___ SOURCE MATERIAL

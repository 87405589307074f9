//! Progress reporting for the cleaning pipeline.
//!
//! The pipeline runs synchronously; callers that drive it from a worker
//! thread register a [`ProgressReporter`] to follow along.
//!
//! # Example
//!
//! ```rust,ignore
//! use contact_cleaner::ContactPipeline;
//!
//! let result = ContactPipeline::builder()
//!     .on_progress(|update| {
//!         println!("[{:?}] {}", update.stage, update.message);
//!     })
//!     .build()?
//!     .run("data/contacts_raw.csv");
//! ```

use serde::{Deserialize, Serialize};

/// Stages of the cleaning pipeline.
#[derive(Debug, Clone, Copy, PartialEq, Eq, Hash, Serialize, Deserialize)]
#[serde(rename_all = "snake_case")]
pub enum CleaningStage {
    /// Pipeline is starting up
    Initializing,
    /// Reading the input file and mapping columns
    Ingesting,
    /// Normalizing and validating every record
    Normalizing,
    /// Resolving duplicate contacts
    Deduplicating,
    /// Aggregating the report
    Reporting,
    /// Writing the cleaned dataset and reports
    Saving,
    /// Pipeline completed successfully
    Complete,
    /// Pipeline failed with an error
    Failed,
}

impl CleaningStage {
    /// Returns a human-readable name for the stage.
    pub fn display_name(&self) -> &'static str {
        match self {
            Self::Initializing => "Initializing",
            Self::Ingesting => "Reading Contacts",
            Self::Normalizing => "Normalizing Records",
            Self::Deduplicating => "Removing Duplicates",
            Self::Reporting => "Building Report",
            Self::Saving => "Saving Output",
            Self::Complete => "Complete",
            Self::Failed => "Failed",
        }
    }

    /// Returns the typical weight of this stage in the overall pipeline (0.0 - 1.0).
    ///
    /// Weights of the working stages sum to 1.0.
    pub fn weight(&self) -> f32 {
        match self {
            Self::Initializing => 0.05,
            Self::Ingesting => 0.25,
            Self::Normalizing => 0.30,
            Self::Deduplicating => 0.15,
            Self::Reporting => 0.10,
            Self::Saving => 0.15,
            Self::Complete | Self::Failed => 0.0,
        }
    }

    /// Returns the cumulative progress at the start of this stage.
    pub fn base_progress(&self) -> f32 {
        match self {
            Self::Initializing => 0.0,
            Self::Ingesting => 0.05,
            Self::Normalizing => 0.30,
            Self::Deduplicating => 0.60,
            Self::Reporting => 0.75,
            Self::Saving => 0.85,
            Self::Complete => 1.0,
            Self::Failed => 0.0,
        }
    }
}

/// A single progress update.
#[derive(Debug, Clone, Serialize, Deserialize)]
pub struct ProgressUpdate {
    /// Current pipeline stage
    pub stage: CleaningStage,

    /// Overall progress (0.0 - 1.0)
    pub progress: f32,

    /// Progress within current stage (0.0 - 1.0)
    pub stage_progress: f32,

    /// Human-readable message describing current activity
    pub message: String,
}

impl ProgressUpdate {
    /// Creates a new progress update for a stage.
    pub fn new(stage: CleaningStage, stage_progress: f32, message: impl Into<String>) -> Self {
        let progress = stage.base_progress() + (stage.weight() * stage_progress);
        Self {
            stage,
            progress: progress.clamp(0.0, 1.0),
            stage_progress: stage_progress.clamp(0.0, 1.0),
            message: message.into(),
        }
    }

    /// Creates a completion progress update.
    pub fn complete(message: impl Into<String>) -> Self {
        Self {
            stage: CleaningStage::Complete,
            progress: 1.0,
            stage_progress: 1.0,
            message: message.into(),
        }
    }

    /// Creates a failed progress update.
    pub fn failed(message: impl Into<String>) -> Self {
        Self {
            stage: CleaningStage::Failed,
            progress: 0.0,
            stage_progress: 0.0,
            message: message.into(),
        }
    }
}

static_assertions::assert_impl_all!(ProgressUpdate: Send, Sync);

/// Trait for receiving progress updates during cleaning.
///
/// Implementations must be `Send + Sync` so the pipeline can be moved to a
/// worker thread together with its reporter.
///
/// # Example
///
/// ```rust,ignore
/// use contact_cleaner::{ProgressReporter, ProgressUpdate};
///
/// struct StderrReporter;
///
/// impl ProgressReporter for StderrReporter {
///     fn report(&self, update: ProgressUpdate) {
///         eprintln!("{}: {}", update.stage.display_name(), update.message);
///     }
/// }
/// ```
pub trait ProgressReporter: Send + Sync {
    /// Called at the start and end of every stage.
    fn report(&self, update: ProgressUpdate);
}

/// Wrapper that implements [`ProgressReporter`] using a closure.
pub struct ClosureProgressReporter<F>
where
    F: Fn(ProgressUpdate) + Send + Sync,
{
    callback: F,
}

impl<F> ClosureProgressReporter<F>
where
    F: Fn(ProgressUpdate) + Send + Sync,
{
    /// Creates a new closure-based progress reporter.
    pub fn new(callback: F) -> Self {
        Self { callback }
    }
}

impl<F> ProgressReporter for ClosureProgressReporter<F>
where
    F: Fn(ProgressUpdate) + Send + Sync,
{
    fn report(&self, update: ProgressUpdate) {
        (self.callback)(update);
    }
}
//! Configuration types for the contact cleaning pipeline.
//!
//! This module provides configuration options using the builder pattern
//! for flexible and ergonomic pipeline setup.

use serde::{Deserialize, Serialize};
use std::path::PathBuf;

const DEFAULT_OUTPUT_DIR: &str = "output";
const DEFAULT_OUTPUT_NAME: &str = "cleaned_contacts";
const DEFAULT_REPORT_NAME: &str = "cleaning_report";

/// Configuration for the contact cleaning pipeline.
///
/// Use [`CleanerConfig::builder()`] to create a new configuration
/// with fluent API.
///
/// # Example
///
/// ```rust,ignore
/// use contact_cleaner::config::CleanerConfig;
///
/// let config = CleanerConfig::builder()
///     .output_dir("out")
///     .exclude_flagged(true)
///     .build()?;
/// ```
#[derive(Debug, Clone, PartialEq, Eq, Serialize, Deserialize)]
pub struct CleanerConfig {
    /// Output directory for the cleaned dataset and reports.
    /// Default: "output"
    pub output_dir: PathBuf,

    /// Cleaned dataset file name (without extension).
    /// Default: "cleaned_contacts"
    pub output_name: String,

    /// Report file name (without extension), shared by the text and JSON reports.
    /// Default: "cleaning_report"
    pub report_name: String,

    /// Drop flagged survivors from the cleaned dataset.
    /// They are still counted and listed in the report.
    /// Default: false
    pub exclude_flagged: bool,

    /// Also write the report as JSON next to the text report.
    /// Default: false
    pub emit_json_report: bool,

    /// Whether to write the cleaned dataset and reports to disk.
    /// When false, results are kept in memory only.
    /// Default: true
    pub save_to_disk: bool,
}

impl Default for CleanerConfig {
    fn default() -> Self {
        Self {
            output_dir: PathBuf::from(DEFAULT_OUTPUT_DIR),
            output_name: DEFAULT_OUTPUT_NAME.to_string(),
            report_name: DEFAULT_REPORT_NAME.to_string(),
            exclude_flagged: false,
            emit_json_report: false,
            save_to_disk: true,
        }
    }
}

impl CleanerConfig {
    /// Create a new configuration builder.
    pub fn builder() -> CleanerConfigBuilder {
        CleanerConfigBuilder::default()
    }

    /// Validate the configuration and return errors if invalid.
    pub fn validate(&self) -> Result<(), ConfigValidationError> {
        validate_file_name("output_name", &self.output_name)?;
        validate_file_name("report_name", &self.report_name)
    }
}

fn validate_file_name(field: &str, value: &str) -> Result<(), ConfigValidationError> {
    if value.trim().is_empty() {
        return Err(ConfigValidationError::EmptyName(field.to_string()));
    }
    if value.contains(['/', '\\']) {
        return Err(ConfigValidationError::InvalidFileName {
            field: field.to_string(),
            value: value.to_string(),
        });
    }
    Ok(())
}

/// Errors that can occur during configuration validation.
#[derive(Debug, thiserror::Error)]
pub enum ConfigValidationError {
    #[error("'{0}' must not be empty")]
    EmptyName(String),

    #[error("Invalid file name for '{field}': '{value}' (must not contain path separators)")]
    InvalidFileName { field: String, value: String },
}

/// Builder for [`CleanerConfig`] with fluent API.
#[derive(Debug, Default)]
pub struct CleanerConfigBuilder {
    output_dir: Option<PathBuf>,
    output_name: Option<String>,
    report_name: Option<String>,
    exclude_flagged: Option<bool>,
    emit_json_report: Option<bool>,
    save_to_disk: Option<bool>,
}

impl CleanerConfigBuilder {
    /// Set the output directory for the cleaned dataset and reports.
    pub fn output_dir(mut self, path: impl Into<PathBuf>) -> Self {
        self.output_dir = Some(path.into());
        self
    }

    /// Set the cleaned dataset file name (without extension).
    pub fn output_name(mut self, name: impl Into<String>) -> Self {
        self.output_name = Some(name.into());
        self
    }

    /// Set the report file name (without extension).
    pub fn report_name(mut self, name: impl Into<String>) -> Self {
        self.report_name = Some(name.into());
        self
    }

    /// Drop flagged records from the cleaned dataset.
    pub fn exclude_flagged(mut self, exclude: bool) -> Self {
        self.exclude_flagged = Some(exclude);
        self
    }

    /// Also write `<report_name>.json`.
    pub fn emit_json_report(mut self, emit: bool) -> Self {
        self.emit_json_report = Some(emit);
        self
    }

    /// Enable or disable saving results to disk.
    ///
    /// When false, the pipeline skips all file I/O and only returns the
    /// cleaned records and the report.
    pub fn save_to_disk(mut self, save: bool) -> Self {
        self.save_to_disk = Some(save);
        self
    }

    /// Build the configuration.
    ///
    /// Returns a validated `CleanerConfig` or an error if validation fails.
    pub fn build(self) -> Result<CleanerConfig, ConfigValidationError> {
        let config = CleanerConfig {
            output_dir: self
                .output_dir
                .unwrap_or_else(|| PathBuf::from(DEFAULT_OUTPUT_DIR)),
            output_name: self
                .output_name
                .unwrap_or_else(|| DEFAULT_OUTPUT_NAME.to_string()),
            report_name: self
                .report_name
                .unwrap_or_else(|| DEFAULT_REPORT_NAME.to_string()),
            exclude_flagged: self.exclude_flagged.unwrap_or(false),
            emit_json_report: self.emit_json_report.unwrap_or(false),
            save_to_disk: self.save_to_disk.unwrap_or(true),
        };

        config.validate()?;
        Ok(config)
    }
}

#[cfg(test)]
mod tests {
    use super::*;

    #[test]
    fn test_default_config() {
        let config = CleanerConfig::default();
        assert_eq!(config.output_dir, PathBuf::from("output"));
        assert_eq!(config.output_name, "cleaned_contacts");
        assert_eq!(config.report_name, "cleaning_report");
        assert!(!config.exclude_flagged);
        assert!(!config.emit_json_report);
        assert!(config.save_to_disk);
    }

    #[test]
    fn test_builder_defaults_match_default() {
        let config = CleanerConfig::builder().build().unwrap();
        assert_eq!(config, CleanerConfig::default());
    }

    #[test]
    fn test_builder_custom_values() {
        let config = CleanerConfig::builder()
            .output_dir("out")
            .output_name("contacts")
            .report_name("summary")
            .exclude_flagged(true)
            .emit_json_report(true)
            .save_to_disk(false)
            .build()
            .unwrap();

        assert_eq!(config.output_dir, PathBuf::from("out"));
        assert_eq!(config.output_name, "contacts");
        assert_eq!(config.report_name, "summary");
        assert!(config.exclude_flagged);
        assert!(config.emit_json_report);
        assert!(!config.save_to_disk);
    }

    #[test]
    fn test_validation_empty_name() {
        let result = CleanerConfig::builder().output_name("  ").build();
        assert!(matches!(
            result.unwrap_err(),
            ConfigValidationError::EmptyName(field) if field == "output_name"
        ));
    }

    #[test]
    fn test_validation_path_separator() {
        let result = CleanerConfig::builder().report_name("../report").build();
        assert!(matches!(
            result.unwrap_err(),
            ConfigValidationError::InvalidFileName { .. }
        ));
    }

    #[test]
    fn test_config_from_json() {
        let json = r#"{
            "output_dir": "custom_output",
            "output_name": "people",
            "report_name": "people_report",
            "exclude_flagged": true,
            "emit_json_report": true,
            "save_to_disk": false
        }"#;

        let config: CleanerConfig = serde_json::from_str(json).expect("Should deserialize");
        assert_eq!(config.output_dir.to_str().unwrap(), "custom_output");
        assert_eq!(config.output_name, "people");
        assert!(config.exclude_flagged);
        assert!(config.validate().is_ok());
    }
}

______

## WHAT TO WORK ON
Could you transcribe the entries exactly, from the first line through the line containing "of the cleaning pipeline.", and give nothing more?

## REPLY TO THE EXERCISE
repository 87405589307074f9
//! Progress reporting for the cleaning pipeline.
//!
//! The pipeline runs synchronously; callers that drive it from a worker
//! thread register a [`ProgressReporter`] to follow along.
//!
//! # Example
//!
//! ```rust,ignore
//! use contact_cleaner::ContactPipeline;
//!
//! let result = ContactPipeline::builder()
//!     .on_progress(|update| {
//!         println!("[{:?}] {}", update.stage, update.message);
//!     })
//!     .build()?
//!     .run("data/contacts_raw.csv");
//! ```

use serde::{Deserialize, Serialize};

/// Stages of the cleaning pipeline.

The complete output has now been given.